§ PROBLEM REQUIREMENTS
Please state how many lines of the data contain "FileFormat". The number by itself is enough.

§ ENTRIES SHOWN

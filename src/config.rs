//! Layered settings.
//!
//! `defaults/json-hcl.default.toml` is embedded so documented defaults and
//! runtime behavior stay in sync. Callers layer project and user files on top
//! through [`Loader`], then command-line overrides.
use config::builder::DefaultState;
use config::{Config, ConfigBuilder, ConfigError, File, FileFormat, ValueKind};
use serde::Deserialize;
use std::path::Path;

use crate::synthesize::Dialect;

const DEFAULT_TOML: &str = include_str!("../defaults/json-hcl.default.toml");

/// Optional project file picked up from the working directory.
pub const PROJECT_FILE: &str = "json-hcl.toml";

#[derive(Debug, Clone, Deserialize)]
pub struct Settings {
    pub convert: ConvertSettings,
    pub output: OutputSettings,
}

#[derive(Debug, Clone, Deserialize)]
pub struct ConvertSettings {
    pub dialect: DialectSetting,
}

#[derive(Debug, Clone, Copy, PartialEq, Eq, Deserialize)]
#[serde(rename_all = "lowercase")]
pub enum DialectSetting {
    Auto,
    Blocks,
    Nested,
}

#[derive(Debug, Clone, Deserialize)]
pub struct OutputSettings {
    pub json_indent: usize,
    pub trailing_newline: bool,
}

impl DialectSetting {
    /// `Auto` decides from the output file name, when there is one.
    pub fn resolve(self, output_name: Option<&str>) -> Dialect {
        match self {
            DialectSetting::Blocks => Dialect::BlockPreferring,
            DialectSetting::Nested => Dialect::NestPreferring,
            DialectSetting::Auto => output_name.map(Dialect::for_output_name).unwrap_or_default(),
        }
    }
}

#[derive(Debug, Clone)]
pub struct Loader {
    builder: ConfigBuilder<DefaultState>,
}

impl Loader {
    pub fn new() -> Self {
        let builder = Config::builder().add_source(File::from_str(DEFAULT_TOML, FileFormat::Toml));
        Self { builder }
    }

    /// Layer a settings file that must exist.
    pub fn with_file(mut self, path: impl AsRef<Path>) -> Self {
        let source = File::from(path.as_ref()).format(FileFormat::Toml).required(true);
        self.builder = self.builder.add_source(source);
        self
    }

    /// Layer a settings file, skipped when absent.
    pub fn with_optional_file(mut self, path: impl AsRef<Path>) -> Self {
        let source = File::from(path.as_ref()).format(FileFormat::Toml).required(false);
        self.builder = self.builder.add_source(source);
        self
    }

    pub fn set_override<I>(mut self, key: &str, value: I) -> Result<Self, ConfigError>
    where
        I: Into<ValueKind>,
    {
        self.builder = self.builder.set_override(key, value)?;
        Ok(self)
    }

    pub fn build(self) -> Result<Settings, ConfigError> {
        self.builder.build()?.try_deserialize()
    }
}

impl Default for Loader {
    fn default() -> Self { Self::new() }
}

pub fn load_defaults() -> Result<Settings, ConfigError> {
    Loader::new().build()
}
//! HCL native syntax → [`Body`].
//!
//! `hcl-edit` does the parsing; this module lowers its lossless syntax tree
//! onto the closed [`ExprKind`] union. Every expression keeps the byte span
//! `hcl-edit` reports for it so the serializer can re-emit anything it does
//! not decompose exactly as written.
use std::ops::Range;

use hcl_edit::expr::{Expression, ObjectKey, TraversalOperator, UnaryOperator};
use hcl_edit::structure::{self, BlockLabel, Structure};
use hcl_edit::template::{Directive, Element, Template};
use hcl_edit::Span as _;
use serde_json::Value;

use crate::error::ParseError;
use crate::model::{
    Block, Body, Conditional, Expr, ExprKind, ForExpr, ObjectItem, Step, TemplatePart, Traversal, UnaryOp,
};

/// Parse a whole HCL file into its root body.
pub fn parse(src: &str) -> Result<Body, ParseError> {
    let parsed = hcl_edit::parser::parse_body(src).map_err(|err| {
        let location = err.location();
        ParseError { message: err.message().to_string(), line: location.line(), column: location.column() }
    })?;
    let body = Lowering { src }.body(&parsed)?;
    tracing::trace!(attributes = body.attributes.len(), blocks = body.blocks.len(), "parsed hcl body");
    Ok(body)
}

// ————————————————————————————————————————————————————————————————————————————
// LOWERING
// ————————————————————————————————————————————————————————————————————————————

struct Lowering<'s> {
    src: &'s str,
}

impl Lowering<'_> {
    fn body(&self, parsed: &structure::Body) -> Result<Body, ParseError> {
        let mut body = Body::new();
        for structure in parsed.iter() {
            match structure {
                Structure::Attribute(attr) => {
                    let name = attr.key.as_str();
                    if body.attributes.contains_key(name) {
                        let offset = attr.key.span().or_else(|| attr.span()).map_or(0, |span| span.start);
                        return Err(ParseError::at(self.src, offset, format!("attribute {name} redefined")));
                    }
                    body.set_attribute(name, self.expr(&attr.value));
                }
                Structure::Block(block) => {
                    let labels = block.labels.iter().map(label).collect();
                    body.push_block(Block::new(block.ident.as_str(), labels, self.body(&block.body)?));
                }
            }
        }
        Ok(body)
    }

    fn expr(&self, expr: &Expression) -> Expr {
        let span = expr.span();
        let kind = match expr {
            Expression::Null(_) => ExprKind::Literal(Value::Null),
            Expression::Bool(b) => ExprKind::Literal(Value::Bool(*b.value())),
            Expression::Number(n) => match number(n.value()) {
                Some(value) => ExprKind::Literal(value),
                None => self.opaque(expr),
            },
            Expression::String(text) => ExprKind::Template(vec![TemplatePart::Literal(text.value().clone())]),
            Expression::Array(array) => ExprKind::Tuple(array.iter().map(|e| self.expr(e)).collect()),
            Expression::Object(object) => ExprKind::Object(
                object
                    .iter()
                    .map(|(key, value)| ObjectItem { key: self.object_key(key), value: self.expr(value.expr()) })
                    .collect(),
            ),
            Expression::StringTemplate(template) => return self.template(template, span, true),
            Expression::HeredocTemplate(heredoc) => return self.template(&heredoc.template, span, true),
            Expression::Variable(name) => ExprKind::Traversal(Traversal { root: name.as_str().to_string(), steps: Vec::new() }),
            Expression::Traversal(traversal) => match self.traversal(traversal) {
                Some(traversal) => ExprKind::Traversal(traversal),
                None => self.opaque(expr),
            },
            Expression::UnaryOp(unary) => {
                let op = match unary.operator.value() {
                    UnaryOperator::Neg => UnaryOp::Negate,
                    UnaryOperator::Not => UnaryOp::Not,
                };
                ExprKind::Unary(op, Box::new(self.expr(&unary.expr)))
            }
            Expression::Conditional(cond) => ExprKind::Conditional(Box::new(Conditional {
                condition: self.expr(&cond.cond_expr),
                then: self.expr(&cond.true_expr),
                otherwise: Some(self.expr(&cond.false_expr)),
            })),
            // binary operations, calls, parentheses, `for` expressions
            _ => self.opaque(expr),
        };
        Expr { kind, span }
    }

    /// Exact source text. Nodes without a span fall back to their encoded form.
    fn opaque(&self, expr: &Expression) -> ExprKind {
        let text = expr.span().and_then(|span| self.src.get(span)).map(str::to_string);
        ExprKind::Opaque(text.unwrap_or_else(|| expr.to_string()))
    }

    /// `root.attr[0]["key"]`. Splats and computed indexes are not decomposed.
    fn traversal(&self, traversal: &hcl_edit::expr::Traversal) -> Option<Traversal> {
        let Expression::Variable(root) = &traversal.expr else {
            return None;
        };
        let steps = traversal
            .operators
            .iter()
            .map(|operator| match operator.value() {
                TraversalOperator::GetAttr(name) => Some(Step::Attr(name.as_str().to_string())),
                TraversalOperator::LegacyIndex(index) => Some(Step::Index(Value::from(*index.value()))),
                TraversalOperator::Index(Expression::Number(n)) => number(n.value()).map(Step::Index),
                TraversalOperator::Index(Expression::String(key)) => Some(Step::Index(Value::String(key.value().clone()))),
                _ => None,
            })
            .collect::<Option<Vec<_>>>()?;
        Some(Traversal { root: root.as_str().to_string(), steps })
    }

    /// Quoted keys stay templates, so `"${a}"` keeps its interpolation and is
    /// not mistaken for the bare key `a`.
    fn object_key(&self, key: &ObjectKey) -> Expr {
        match key {
            ObjectKey::Ident(ident) => Expr {
                kind: ExprKind::Traversal(Traversal { root: ident.as_str().to_string(), steps: Vec::new() }),
                span: ident.span(),
            },
            ObjectKey::Expression(expr @ Expression::StringTemplate(template)) => {
                self.template(template, expr.span(), false)
            }
            ObjectKey::Expression(expr) => self.expr(expr),
        }
    }

    /// A template holding nothing but one `${…}` is that expression when
    /// `unwrap` is set. An empty template is the empty string.
    fn template(&self, template: &Template, span: Option<Range<usize>>, unwrap: bool) -> Expr {
        if unwrap {
            let mut elements = template.iter();
            if let (Some(Element::Interpolation(interpolation)), None) = (elements.next(), elements.next()) {
                return self.expr(&interpolation.expr);
            }
        }
        let mut parts = Vec::new();
        for element in template.iter() {
            match element {
                Element::Literal(text) => push_literal(&mut parts, text.as_str()),
                Element::Interpolation(interpolation) => parts.push(TemplatePart::Embedded(self.expr(&interpolation.expr))),
                Element::Directive(directive) => parts.push(TemplatePart::Embedded(self.directive(directive))),
            }
        }
        if parts.is_empty() {
            parts.push(TemplatePart::Literal(String::new()));
        }
        Expr { kind: ExprKind::Template(parts), span }
    }

    fn directive(&self, directive: &Directive) -> Expr {
        let kind = match directive {
            Directive::If(directive) => ExprKind::Conditional(Box::new(Conditional {
                condition: self.expr(&directive.if_expr.cond_expr),
                then: self.template(&directive.if_expr.template, None, false),
                otherwise: directive.else_expr.as_ref().map(|e| self.template(&e.template, None, false)),
            })),
            Directive::For(directive) => {
                let intro = &directive.for_expr;
                ExprKind::For(Box::new(ForExpr {
                    key_var: intro.key_var.as_ref().map(|key| key.as_str().to_string()),
                    value_var: intro.value_var.as_str().to_string(),
                    collection: self.expr(&intro.collection_expr),
                    body: self.template(&intro.template, None, false),
                }))
            }
        };
        Expr::new(kind)
    }
}

// ---- helpers ---- //

fn label(label: &BlockLabel) -> String {
    match label {
        BlockLabel::Ident(ident) => ident.as_str().to_string(),
        BlockLabel::String(text) => text.as_str().to_string(),
    }
}

fn push_literal(parts: &mut Vec<TemplatePart>, text: &str) {
    match parts.last_mut() {
        Some(TemplatePart::Literal(last)) => last.push_str(text),
        _ => parts.push(TemplatePart::Literal(text.to_string())),
    }
}

/// Integers stay exact (i64, then u64); everything else must be a finite f64.
fn number(n: &hcl_edit::Number) -> Option<Value> {
    if n.is_f64() {
        return n.as_f64().and_then(serde_json::Number::from_f64).map(Value::Number);
    }
    n.as_i64().map(Value::from).or_else(|| n.as_u64().map(Value::from))
}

§ RESPONSE TO THIS TASK
4